Records drawn from a dataset

****************************************

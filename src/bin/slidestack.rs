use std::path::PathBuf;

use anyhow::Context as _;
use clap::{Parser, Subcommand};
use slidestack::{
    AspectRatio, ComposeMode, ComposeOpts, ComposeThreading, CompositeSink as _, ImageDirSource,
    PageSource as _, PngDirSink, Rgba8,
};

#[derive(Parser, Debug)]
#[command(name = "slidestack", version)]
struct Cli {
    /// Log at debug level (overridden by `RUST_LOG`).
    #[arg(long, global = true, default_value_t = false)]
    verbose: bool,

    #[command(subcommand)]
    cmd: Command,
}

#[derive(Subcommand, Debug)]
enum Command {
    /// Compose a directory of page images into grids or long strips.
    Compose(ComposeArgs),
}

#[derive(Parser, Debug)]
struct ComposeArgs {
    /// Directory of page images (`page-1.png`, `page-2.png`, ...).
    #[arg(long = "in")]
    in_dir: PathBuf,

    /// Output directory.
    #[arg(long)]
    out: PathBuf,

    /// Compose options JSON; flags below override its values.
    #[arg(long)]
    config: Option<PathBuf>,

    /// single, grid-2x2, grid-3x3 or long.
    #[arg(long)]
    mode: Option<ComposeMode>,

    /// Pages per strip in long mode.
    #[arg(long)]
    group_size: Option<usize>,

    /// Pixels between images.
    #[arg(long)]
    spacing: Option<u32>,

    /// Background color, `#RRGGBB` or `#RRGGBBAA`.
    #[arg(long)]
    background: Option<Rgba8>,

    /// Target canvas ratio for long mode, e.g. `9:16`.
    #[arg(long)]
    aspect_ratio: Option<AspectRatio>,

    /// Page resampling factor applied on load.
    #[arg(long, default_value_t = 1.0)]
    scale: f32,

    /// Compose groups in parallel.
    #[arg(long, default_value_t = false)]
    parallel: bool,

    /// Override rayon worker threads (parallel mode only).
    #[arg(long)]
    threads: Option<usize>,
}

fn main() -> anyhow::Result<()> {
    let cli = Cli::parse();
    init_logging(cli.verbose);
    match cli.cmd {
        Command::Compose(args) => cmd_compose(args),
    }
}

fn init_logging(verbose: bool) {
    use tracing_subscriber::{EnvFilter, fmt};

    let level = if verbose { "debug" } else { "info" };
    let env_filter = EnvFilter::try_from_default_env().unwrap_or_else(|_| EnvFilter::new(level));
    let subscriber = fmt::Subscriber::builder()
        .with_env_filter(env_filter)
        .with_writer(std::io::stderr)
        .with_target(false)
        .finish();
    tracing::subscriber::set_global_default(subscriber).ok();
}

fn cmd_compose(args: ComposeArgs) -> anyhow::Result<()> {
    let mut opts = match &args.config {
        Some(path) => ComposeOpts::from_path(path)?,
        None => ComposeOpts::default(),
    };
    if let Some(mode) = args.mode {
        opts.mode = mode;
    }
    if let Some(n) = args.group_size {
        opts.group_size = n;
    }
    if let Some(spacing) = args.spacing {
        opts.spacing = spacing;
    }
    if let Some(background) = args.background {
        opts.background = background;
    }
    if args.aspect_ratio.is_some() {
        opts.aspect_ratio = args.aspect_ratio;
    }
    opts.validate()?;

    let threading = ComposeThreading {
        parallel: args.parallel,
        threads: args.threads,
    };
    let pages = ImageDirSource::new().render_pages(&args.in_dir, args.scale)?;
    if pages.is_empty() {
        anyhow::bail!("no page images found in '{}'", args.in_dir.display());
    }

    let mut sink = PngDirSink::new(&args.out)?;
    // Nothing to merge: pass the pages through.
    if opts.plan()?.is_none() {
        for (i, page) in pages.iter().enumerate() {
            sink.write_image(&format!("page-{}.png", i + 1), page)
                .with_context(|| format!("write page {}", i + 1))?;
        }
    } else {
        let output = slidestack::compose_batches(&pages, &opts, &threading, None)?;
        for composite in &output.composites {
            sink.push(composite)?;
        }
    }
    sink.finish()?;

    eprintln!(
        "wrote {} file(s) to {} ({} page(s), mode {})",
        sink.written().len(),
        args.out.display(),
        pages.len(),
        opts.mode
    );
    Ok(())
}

****************************************

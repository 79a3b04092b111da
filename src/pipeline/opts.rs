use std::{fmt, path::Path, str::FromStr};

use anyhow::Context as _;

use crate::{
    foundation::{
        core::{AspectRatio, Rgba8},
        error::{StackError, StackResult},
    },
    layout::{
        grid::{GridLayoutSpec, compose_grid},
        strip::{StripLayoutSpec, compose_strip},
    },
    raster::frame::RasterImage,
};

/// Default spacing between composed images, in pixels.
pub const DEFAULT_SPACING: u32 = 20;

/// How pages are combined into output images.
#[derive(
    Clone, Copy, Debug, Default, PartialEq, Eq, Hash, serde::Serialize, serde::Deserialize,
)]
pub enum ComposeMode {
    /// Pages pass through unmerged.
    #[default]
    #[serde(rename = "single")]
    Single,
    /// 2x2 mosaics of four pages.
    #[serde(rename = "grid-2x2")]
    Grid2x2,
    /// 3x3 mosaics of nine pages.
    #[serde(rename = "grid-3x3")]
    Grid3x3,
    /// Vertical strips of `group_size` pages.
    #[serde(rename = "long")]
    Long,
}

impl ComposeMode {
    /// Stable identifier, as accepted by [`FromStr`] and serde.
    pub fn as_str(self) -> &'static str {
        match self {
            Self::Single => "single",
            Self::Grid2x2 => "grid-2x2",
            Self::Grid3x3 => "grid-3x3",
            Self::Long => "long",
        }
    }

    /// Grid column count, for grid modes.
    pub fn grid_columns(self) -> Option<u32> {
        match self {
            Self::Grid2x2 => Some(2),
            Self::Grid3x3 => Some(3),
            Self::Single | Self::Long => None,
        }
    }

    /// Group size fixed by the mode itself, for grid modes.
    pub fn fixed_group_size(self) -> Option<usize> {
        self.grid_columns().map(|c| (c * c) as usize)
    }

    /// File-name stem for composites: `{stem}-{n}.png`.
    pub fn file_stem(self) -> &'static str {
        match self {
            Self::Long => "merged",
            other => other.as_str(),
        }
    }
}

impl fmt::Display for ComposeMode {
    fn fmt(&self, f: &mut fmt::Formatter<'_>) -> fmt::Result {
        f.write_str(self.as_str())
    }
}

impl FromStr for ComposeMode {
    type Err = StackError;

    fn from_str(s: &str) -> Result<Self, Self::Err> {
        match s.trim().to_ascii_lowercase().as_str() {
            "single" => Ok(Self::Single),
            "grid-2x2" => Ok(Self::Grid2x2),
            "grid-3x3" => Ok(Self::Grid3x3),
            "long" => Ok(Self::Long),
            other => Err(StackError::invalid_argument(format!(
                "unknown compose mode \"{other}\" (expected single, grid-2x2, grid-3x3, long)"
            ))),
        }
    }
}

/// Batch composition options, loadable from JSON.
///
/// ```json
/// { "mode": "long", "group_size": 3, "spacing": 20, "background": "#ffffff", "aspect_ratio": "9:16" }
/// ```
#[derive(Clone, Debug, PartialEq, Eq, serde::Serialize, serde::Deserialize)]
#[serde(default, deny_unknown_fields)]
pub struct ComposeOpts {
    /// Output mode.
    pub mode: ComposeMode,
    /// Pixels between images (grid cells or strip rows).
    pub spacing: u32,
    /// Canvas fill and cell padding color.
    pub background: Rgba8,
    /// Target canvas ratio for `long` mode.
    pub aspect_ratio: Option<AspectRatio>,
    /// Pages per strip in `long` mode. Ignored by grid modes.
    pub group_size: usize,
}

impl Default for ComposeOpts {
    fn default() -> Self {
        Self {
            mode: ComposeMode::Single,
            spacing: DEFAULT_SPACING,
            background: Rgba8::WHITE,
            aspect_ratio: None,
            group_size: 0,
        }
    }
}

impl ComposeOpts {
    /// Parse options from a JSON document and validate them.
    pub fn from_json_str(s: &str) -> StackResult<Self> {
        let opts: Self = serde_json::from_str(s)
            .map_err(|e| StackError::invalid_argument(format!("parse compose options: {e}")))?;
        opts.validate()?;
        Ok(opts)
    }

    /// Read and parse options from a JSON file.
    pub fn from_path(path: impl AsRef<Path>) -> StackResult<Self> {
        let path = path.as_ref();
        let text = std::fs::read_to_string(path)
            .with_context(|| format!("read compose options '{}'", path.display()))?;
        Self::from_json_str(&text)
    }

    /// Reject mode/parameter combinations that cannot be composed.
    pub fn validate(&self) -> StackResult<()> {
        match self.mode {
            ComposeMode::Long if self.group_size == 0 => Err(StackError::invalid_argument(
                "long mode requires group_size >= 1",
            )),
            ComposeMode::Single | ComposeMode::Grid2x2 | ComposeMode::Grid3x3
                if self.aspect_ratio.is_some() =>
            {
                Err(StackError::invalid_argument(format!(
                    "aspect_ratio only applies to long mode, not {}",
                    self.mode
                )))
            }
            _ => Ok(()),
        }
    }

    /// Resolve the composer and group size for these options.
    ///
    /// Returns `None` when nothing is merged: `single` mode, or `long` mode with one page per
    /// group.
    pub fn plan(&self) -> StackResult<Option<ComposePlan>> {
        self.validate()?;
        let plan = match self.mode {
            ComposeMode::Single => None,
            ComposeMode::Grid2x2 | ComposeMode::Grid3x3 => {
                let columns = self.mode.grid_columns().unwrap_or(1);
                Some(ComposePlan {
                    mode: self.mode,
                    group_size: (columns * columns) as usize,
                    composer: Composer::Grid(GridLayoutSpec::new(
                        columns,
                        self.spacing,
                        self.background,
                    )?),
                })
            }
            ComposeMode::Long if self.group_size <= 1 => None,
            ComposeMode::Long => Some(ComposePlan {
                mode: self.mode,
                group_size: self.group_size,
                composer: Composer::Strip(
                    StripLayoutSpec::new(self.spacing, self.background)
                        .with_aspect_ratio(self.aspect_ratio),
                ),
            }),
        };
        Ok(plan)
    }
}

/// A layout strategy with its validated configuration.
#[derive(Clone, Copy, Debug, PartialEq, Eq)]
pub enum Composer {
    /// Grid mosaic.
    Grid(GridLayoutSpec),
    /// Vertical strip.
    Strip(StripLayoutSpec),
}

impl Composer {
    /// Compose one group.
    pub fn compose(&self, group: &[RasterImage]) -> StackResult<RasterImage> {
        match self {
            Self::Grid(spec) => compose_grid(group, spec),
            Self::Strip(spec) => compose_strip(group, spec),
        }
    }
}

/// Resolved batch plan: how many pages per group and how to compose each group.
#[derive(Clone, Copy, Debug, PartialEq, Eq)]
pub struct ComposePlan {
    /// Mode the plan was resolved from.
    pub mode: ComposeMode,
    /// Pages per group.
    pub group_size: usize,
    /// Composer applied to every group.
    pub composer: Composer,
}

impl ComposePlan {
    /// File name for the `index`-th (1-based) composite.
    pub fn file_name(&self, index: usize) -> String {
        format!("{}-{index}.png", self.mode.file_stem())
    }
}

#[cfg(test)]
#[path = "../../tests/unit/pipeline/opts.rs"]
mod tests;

****************************************

### PROBLEM TO SOLVE:
Working from the entries above, filter out every line that lacks "threads" and copy what remains.

### COMPLETED EXERCISE:
    /// Override rayon worker threads (parallel mode only).
    threads: Option<usize>,
        threads: args.threads,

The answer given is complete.